When the line containing "no open container." appears in the entries below, begin printing there and stop after the line containing "innermost open container."; print each of those lines exactly and no other line.

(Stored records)
[Start of Attachment]

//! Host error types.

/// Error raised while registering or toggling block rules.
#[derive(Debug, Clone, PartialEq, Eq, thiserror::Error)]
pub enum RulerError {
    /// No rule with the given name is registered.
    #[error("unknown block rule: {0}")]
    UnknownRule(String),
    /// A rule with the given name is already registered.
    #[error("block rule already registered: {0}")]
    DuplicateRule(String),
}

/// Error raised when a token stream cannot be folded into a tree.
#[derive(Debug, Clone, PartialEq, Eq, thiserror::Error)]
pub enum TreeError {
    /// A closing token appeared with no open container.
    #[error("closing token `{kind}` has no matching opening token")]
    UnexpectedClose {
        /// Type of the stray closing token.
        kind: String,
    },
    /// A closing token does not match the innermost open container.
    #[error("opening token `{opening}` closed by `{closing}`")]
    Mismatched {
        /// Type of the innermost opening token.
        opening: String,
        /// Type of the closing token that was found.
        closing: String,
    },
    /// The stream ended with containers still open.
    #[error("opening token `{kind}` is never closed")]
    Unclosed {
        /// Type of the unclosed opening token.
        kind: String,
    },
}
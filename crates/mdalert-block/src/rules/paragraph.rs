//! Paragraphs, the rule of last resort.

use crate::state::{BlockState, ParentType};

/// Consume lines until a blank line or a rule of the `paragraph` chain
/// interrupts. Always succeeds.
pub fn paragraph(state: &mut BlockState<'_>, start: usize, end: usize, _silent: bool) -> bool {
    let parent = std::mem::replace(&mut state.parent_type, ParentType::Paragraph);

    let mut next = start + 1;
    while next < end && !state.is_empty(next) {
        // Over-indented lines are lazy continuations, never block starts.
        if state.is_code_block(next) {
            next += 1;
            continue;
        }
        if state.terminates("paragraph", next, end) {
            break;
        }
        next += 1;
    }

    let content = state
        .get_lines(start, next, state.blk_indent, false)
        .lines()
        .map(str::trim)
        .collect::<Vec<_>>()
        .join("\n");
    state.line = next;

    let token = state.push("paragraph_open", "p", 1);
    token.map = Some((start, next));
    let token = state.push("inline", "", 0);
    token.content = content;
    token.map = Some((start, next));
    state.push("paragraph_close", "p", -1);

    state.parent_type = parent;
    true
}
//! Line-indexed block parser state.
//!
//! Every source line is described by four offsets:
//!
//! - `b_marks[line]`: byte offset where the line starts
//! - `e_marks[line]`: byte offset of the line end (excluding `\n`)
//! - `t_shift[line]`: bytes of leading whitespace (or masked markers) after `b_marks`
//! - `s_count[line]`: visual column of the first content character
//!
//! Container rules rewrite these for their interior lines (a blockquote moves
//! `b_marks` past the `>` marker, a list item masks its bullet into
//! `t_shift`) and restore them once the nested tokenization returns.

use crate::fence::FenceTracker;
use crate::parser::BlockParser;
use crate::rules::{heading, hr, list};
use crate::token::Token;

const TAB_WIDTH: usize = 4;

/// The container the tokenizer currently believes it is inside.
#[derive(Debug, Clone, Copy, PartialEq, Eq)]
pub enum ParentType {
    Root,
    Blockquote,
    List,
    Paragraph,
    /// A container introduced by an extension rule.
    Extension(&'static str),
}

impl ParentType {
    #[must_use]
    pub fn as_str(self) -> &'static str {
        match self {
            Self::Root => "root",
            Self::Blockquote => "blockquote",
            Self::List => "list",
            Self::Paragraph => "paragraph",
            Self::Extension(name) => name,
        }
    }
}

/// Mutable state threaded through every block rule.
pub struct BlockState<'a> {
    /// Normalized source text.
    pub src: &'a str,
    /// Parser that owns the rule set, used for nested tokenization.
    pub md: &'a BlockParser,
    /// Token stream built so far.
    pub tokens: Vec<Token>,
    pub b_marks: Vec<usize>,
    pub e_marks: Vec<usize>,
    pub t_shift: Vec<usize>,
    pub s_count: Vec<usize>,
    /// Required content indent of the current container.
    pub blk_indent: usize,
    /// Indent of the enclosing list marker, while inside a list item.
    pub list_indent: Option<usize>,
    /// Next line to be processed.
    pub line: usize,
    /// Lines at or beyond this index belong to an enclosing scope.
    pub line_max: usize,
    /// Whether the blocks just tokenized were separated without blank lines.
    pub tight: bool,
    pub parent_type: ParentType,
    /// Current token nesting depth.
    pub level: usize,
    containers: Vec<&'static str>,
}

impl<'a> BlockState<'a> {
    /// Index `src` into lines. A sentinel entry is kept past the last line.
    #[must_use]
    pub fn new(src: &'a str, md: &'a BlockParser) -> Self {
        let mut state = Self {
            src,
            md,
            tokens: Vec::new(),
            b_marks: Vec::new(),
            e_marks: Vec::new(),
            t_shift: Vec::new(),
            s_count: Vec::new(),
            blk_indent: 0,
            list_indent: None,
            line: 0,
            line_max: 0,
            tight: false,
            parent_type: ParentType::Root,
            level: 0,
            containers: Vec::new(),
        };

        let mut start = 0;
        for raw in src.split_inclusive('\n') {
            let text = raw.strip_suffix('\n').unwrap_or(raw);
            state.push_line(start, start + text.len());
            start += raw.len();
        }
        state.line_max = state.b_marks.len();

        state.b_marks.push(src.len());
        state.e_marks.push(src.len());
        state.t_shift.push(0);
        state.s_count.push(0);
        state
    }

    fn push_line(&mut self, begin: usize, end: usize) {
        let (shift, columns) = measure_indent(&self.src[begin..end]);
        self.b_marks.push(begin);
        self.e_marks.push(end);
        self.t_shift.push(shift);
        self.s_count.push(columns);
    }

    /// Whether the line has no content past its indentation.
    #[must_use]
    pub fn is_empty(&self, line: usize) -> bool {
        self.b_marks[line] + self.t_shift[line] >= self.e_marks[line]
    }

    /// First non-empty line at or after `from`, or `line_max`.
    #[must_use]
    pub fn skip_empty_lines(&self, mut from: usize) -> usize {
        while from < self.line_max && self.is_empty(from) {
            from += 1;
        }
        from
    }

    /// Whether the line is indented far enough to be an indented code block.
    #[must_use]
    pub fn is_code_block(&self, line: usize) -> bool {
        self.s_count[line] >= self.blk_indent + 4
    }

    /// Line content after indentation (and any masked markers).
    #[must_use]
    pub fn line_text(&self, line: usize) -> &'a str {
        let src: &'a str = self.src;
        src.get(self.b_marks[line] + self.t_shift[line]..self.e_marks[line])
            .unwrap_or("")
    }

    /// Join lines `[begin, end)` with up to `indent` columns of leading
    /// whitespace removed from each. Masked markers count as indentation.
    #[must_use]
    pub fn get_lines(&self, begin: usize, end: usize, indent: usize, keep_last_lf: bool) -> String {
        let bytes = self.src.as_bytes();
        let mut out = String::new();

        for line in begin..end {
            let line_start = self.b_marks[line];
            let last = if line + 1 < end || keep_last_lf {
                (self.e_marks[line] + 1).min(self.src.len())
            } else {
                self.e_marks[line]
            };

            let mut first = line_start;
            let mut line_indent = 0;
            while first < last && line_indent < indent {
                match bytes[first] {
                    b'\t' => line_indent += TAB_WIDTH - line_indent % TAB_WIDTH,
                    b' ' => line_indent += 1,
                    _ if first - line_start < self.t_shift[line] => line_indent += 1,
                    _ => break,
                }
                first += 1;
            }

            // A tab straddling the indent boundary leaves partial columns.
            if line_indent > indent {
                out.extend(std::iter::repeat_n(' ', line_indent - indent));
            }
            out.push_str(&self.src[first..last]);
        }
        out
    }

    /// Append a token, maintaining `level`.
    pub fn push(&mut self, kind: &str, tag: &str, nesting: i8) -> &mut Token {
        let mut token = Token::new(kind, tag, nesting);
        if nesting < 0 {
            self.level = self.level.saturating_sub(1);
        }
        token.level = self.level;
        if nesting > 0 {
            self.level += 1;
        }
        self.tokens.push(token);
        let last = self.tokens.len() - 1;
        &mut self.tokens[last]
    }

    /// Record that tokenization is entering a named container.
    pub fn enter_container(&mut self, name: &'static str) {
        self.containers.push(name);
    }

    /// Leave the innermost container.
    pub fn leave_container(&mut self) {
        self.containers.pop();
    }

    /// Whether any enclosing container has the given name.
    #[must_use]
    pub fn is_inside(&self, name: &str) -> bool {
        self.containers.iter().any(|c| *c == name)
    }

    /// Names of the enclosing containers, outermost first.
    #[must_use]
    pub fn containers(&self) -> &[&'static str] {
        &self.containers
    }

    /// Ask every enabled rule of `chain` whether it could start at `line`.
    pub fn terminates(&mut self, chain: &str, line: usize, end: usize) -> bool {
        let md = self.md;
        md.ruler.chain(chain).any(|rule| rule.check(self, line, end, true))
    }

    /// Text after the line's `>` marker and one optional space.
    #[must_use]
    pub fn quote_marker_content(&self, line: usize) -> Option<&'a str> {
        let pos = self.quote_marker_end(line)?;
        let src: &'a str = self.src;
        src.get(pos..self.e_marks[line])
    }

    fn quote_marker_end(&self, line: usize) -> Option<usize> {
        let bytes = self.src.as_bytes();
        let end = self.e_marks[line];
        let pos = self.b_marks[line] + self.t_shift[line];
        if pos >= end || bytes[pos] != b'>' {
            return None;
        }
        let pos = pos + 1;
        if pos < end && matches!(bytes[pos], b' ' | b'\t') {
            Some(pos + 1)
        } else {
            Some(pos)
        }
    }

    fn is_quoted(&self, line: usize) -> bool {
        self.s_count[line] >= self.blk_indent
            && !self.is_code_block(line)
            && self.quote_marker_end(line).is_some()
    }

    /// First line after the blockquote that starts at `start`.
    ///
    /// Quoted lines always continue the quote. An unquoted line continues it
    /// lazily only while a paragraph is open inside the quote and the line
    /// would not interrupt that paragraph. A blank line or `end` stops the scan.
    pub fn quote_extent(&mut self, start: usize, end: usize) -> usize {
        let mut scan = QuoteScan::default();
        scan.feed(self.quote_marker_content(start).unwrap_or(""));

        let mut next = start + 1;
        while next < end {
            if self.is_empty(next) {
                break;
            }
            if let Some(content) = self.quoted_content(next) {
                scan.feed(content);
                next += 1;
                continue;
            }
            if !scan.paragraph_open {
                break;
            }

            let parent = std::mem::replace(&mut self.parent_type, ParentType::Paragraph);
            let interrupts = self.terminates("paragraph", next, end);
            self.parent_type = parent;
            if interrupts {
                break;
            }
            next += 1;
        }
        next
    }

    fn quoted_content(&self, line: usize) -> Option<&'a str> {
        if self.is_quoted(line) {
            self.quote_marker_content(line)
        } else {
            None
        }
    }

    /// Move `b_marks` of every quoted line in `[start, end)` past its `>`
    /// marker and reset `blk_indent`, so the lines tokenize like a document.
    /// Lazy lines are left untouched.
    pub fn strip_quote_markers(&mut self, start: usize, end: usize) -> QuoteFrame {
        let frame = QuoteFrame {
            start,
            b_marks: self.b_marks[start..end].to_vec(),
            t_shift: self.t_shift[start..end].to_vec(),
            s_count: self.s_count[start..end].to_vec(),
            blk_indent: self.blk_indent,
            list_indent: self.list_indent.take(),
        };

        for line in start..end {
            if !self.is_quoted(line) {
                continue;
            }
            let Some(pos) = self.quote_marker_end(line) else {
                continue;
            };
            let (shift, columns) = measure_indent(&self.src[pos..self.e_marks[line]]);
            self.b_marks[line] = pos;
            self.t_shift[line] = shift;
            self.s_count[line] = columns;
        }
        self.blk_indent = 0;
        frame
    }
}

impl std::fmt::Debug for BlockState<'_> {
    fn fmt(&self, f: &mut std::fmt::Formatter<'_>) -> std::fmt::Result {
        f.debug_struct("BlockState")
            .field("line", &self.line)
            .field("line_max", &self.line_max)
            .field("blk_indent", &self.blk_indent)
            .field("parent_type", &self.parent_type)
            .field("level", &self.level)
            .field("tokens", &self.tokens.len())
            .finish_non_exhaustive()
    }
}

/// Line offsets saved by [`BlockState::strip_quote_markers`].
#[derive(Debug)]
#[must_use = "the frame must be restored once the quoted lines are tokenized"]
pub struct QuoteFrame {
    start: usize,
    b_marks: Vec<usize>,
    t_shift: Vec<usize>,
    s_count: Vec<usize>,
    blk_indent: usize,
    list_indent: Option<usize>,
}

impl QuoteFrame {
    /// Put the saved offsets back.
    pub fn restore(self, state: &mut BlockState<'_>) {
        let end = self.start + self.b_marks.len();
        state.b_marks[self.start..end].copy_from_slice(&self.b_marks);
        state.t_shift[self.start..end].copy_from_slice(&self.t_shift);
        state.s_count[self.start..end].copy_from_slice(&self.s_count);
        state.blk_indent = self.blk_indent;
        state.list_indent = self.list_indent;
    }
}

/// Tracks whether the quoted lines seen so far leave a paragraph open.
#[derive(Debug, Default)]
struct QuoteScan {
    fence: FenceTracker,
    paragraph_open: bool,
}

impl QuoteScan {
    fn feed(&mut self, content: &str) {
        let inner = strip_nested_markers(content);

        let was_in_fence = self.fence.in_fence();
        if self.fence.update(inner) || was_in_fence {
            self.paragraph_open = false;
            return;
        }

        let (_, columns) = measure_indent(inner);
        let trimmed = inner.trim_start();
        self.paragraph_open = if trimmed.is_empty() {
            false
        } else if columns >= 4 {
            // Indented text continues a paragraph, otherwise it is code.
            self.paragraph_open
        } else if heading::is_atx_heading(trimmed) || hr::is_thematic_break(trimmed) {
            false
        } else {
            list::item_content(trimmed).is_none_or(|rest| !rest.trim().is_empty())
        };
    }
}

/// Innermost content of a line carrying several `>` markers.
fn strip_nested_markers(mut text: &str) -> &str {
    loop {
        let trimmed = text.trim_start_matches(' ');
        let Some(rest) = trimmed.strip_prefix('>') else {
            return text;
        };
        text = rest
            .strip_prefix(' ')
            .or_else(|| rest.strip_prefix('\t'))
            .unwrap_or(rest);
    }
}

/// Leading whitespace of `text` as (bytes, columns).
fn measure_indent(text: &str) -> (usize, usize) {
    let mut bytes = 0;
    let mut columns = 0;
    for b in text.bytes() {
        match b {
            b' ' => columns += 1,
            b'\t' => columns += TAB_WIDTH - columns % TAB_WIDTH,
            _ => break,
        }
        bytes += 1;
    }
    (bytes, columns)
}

[End of Attachment]

Solution to this task:
    /// A closing token appeared with no open container.
    #[error("closing token `{kind}` has no matching opening token")]
    UnexpectedClose {
        /// Type of the stray closing token.
        kind: String,
    },
    /// A closing token does not match the innermost open container.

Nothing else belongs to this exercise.